Die deutsche Sektion der Internationalen Ärzte für die Verhütung des Atomkrieges (IPPNW) kritisiert scharf Militärangriffe auf atomare Anlagen, Gesundheitseinrichtungen und zivile Energieinfrastruktur. Die Organisation warnt eindringlich vor einem Ökozid.Nach iranischen Angaben wurde gestern das Gelände des Atomkraftwerks Buschehr bei US-Angriffen erneut getroffen. Bereits vergangene Woche war das einzige iranische Atomkraftwerk von einem Geschoss getroffen worden. Zudem griffen die USA und Israel die Urananreicherungsanlage in Natans an.
«Wir begrüssen die klare Verurteilung des Iran-Krieges als völkerrechtswidrig durch Bundespräsident Frank-Walter Steinmeier», erklärte IPPNW-Vorsitzende Dr. Angelika Claußen. Die Organisation appelliert an die Bundesregierung, dem Beispiel Spaniens zu folgen und jede direkte oder indirekte Unterstützung des Krieges durch die USA und Israel zu verweigern.

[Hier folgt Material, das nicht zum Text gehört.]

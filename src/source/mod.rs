//! Payload sources for the dashboard.
//!
//! The dashboard only ever reads two things: the full dashboard payload and
//! the log text of one task. [`PayloadSource`] abstracts where they come
//! from: [`HttpSource`] talks to the live backend through the synchronous
//! `ureq` client, and [`FileSource`] reads a saved payload from disk.

use std::fs;
use std::path::PathBuf;
use std::time::Duration;

use anyhow::{Context, Result};

use crate::config::schema::SourceConfig;
use crate::model::{DashboardPayload, LogsResponse};

/// Shown in place of log text when a task has none.
pub const NO_LOGS_MESSAGE: &str = "No logs found.";

pub trait PayloadSource {
    /// Fetch the full `{task_logs, api_timeseries}` payload.
    fn fetch_dashboard(&self) -> Result<DashboardPayload>;

    /// Fetch the log text for one task. `Ok(None)` means the task has no logs.
    fn fetch_task_logs(&self, job_id: &str) -> Result<Option<String>>;

    /// Human-readable origin, for status lines.
    fn describe(&self) -> String;
}

/// Text for the log viewer: the logs, [`NO_LOGS_MESSAGE`], or the error
/// inline. Failures are also logged.
pub fn log_viewer_text(job_id: &str, result: Result<Option<String>>) -> String {
    match result {
        Ok(Some(text)) => text,
        Ok(None) => NO_LOGS_MESSAGE.to_string(),
        Err(e) => {
            tracing::warn!(job_id, error = %format!("{e:#}"), "failed to load task logs");
            format!("Error loading logs: {e:#}")
        }
    }
}

// ---------------------------------------------------------------------------
// HTTP
// ---------------------------------------------------------------------------

/// Synchronous client for the dashboard backend.
#[derive(Debug, Clone)]
pub struct HttpSource {
    endpoint: String,
    timeout: Duration,
}

impl HttpSource {
    pub fn new(endpoint: impl Into<String>, timeout: Duration) -> Self {
        Self {
            endpoint: endpoint.into().trim_end_matches('/').to_string(),
            timeout,
        }
    }

    /// Build a client from the resolved config.
    pub fn from_config(config: &SourceConfig) -> Self {
        Self::new(&config.endpoint, Duration::from_millis(config.timeout_ms))
    }

    pub fn endpoint(&self) -> &str {
        &self.endpoint
    }

    /// `<endpoint>/logs/<job_id>`, with the job id percent-encoded.
    pub fn logs_url(&self, job_id: &str) -> String {
        format!("{}/logs/{}", self.endpoint, urlencoding::encode(job_id))
    }
}

impl PayloadSource for HttpSource {
    fn fetch_dashboard(&self) -> Result<DashboardPayload> {
        let resp = ureq::get(&self.endpoint)
            .timeout(self.timeout)
            .call()
            .with_context(|| format!("failed to fetch dashboard from {}", self.endpoint))?;

        let payload: DashboardPayload = resp
            .into_json()
            .context("failed to parse dashboard payload")?;

        tracing::debug!(
            tasks = payload.task_logs.len(),
            endpoints = payload.api_timeseries.len(),
            "dashboard fetched"
        );
        Ok(payload)
    }

    fn fetch_task_logs(&self, job_id: &str) -> Result<Option<String>> {
        let url = self.logs_url(job_id);
        let resp = ureq::get(&url)
            .timeout(self.timeout)
            .call()
            .with_context(|| format!("failed to fetch logs from {url}"))?;

        let logs: LogsResponse = resp.into_json().context("failed to parse logs response")?;
        Ok(logs.text())
    }

    fn describe(&self) -> String {
        self.endpoint.clone()
    }
}

// ---------------------------------------------------------------------------
// File
// ---------------------------------------------------------------------------

/// Reads a saved dashboard payload from disk on every fetch.
#[derive(Debug, Clone)]
pub struct FileSource {
    path: PathBuf,
}

impl FileSource {
    pub fn new(path: impl Into<PathBuf>) -> Self {
        Self { path: path.into() }
    }
}

impl PayloadSource for FileSource {
    fn fetch_dashboard(&self) -> Result<DashboardPayload> {
        let content = fs::read_to_string(&self.path)
            .with_context(|| format!("failed to read {}", self.path.display()))?;
        serde_json::from_str(&content)
            .with_context(|| format!("failed to parse dashboard payload in {}", self.path.display()))
    }

    fn fetch_task_logs(&self, _job_id: &str) -> Result<Option<String>> {
        anyhow::bail!(
            "task logs are not available from a file source ({})",
            self.path.display()
        )
    }

    fn describe(&self) -> String {
        self.path.display().to_string()
    }
}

Ein direkter Treffer auf eine Atomanlage führe zwar nicht zu einer Atomexplosion, könne aber radioaktive Stoffe freisetzen und zu langfristiger Umweltverseuchung führen. Die IAEA und das Internationale Rote Kreuz betonen den besonderen Schutz solcher Anlagen nach humanitärem Völkerrecht.Neben den atomaren Risiken sei der Krieg bereits eine ökologische Katastrophe: In den ersten 14 Tagen habe er rund fünf Millionen Tonnen Treibhausgase verursacht. Angriffe auf Öllager, Raffinerien und Tanker in der Strasse von Hormus führten zu giftigen Emissionen und der Gefahr von saurem Regen.Die IPPNW fordert militärische Zurückhaltung, um ein Atomunglück und weitere Umweltzerstörung zu verhindern.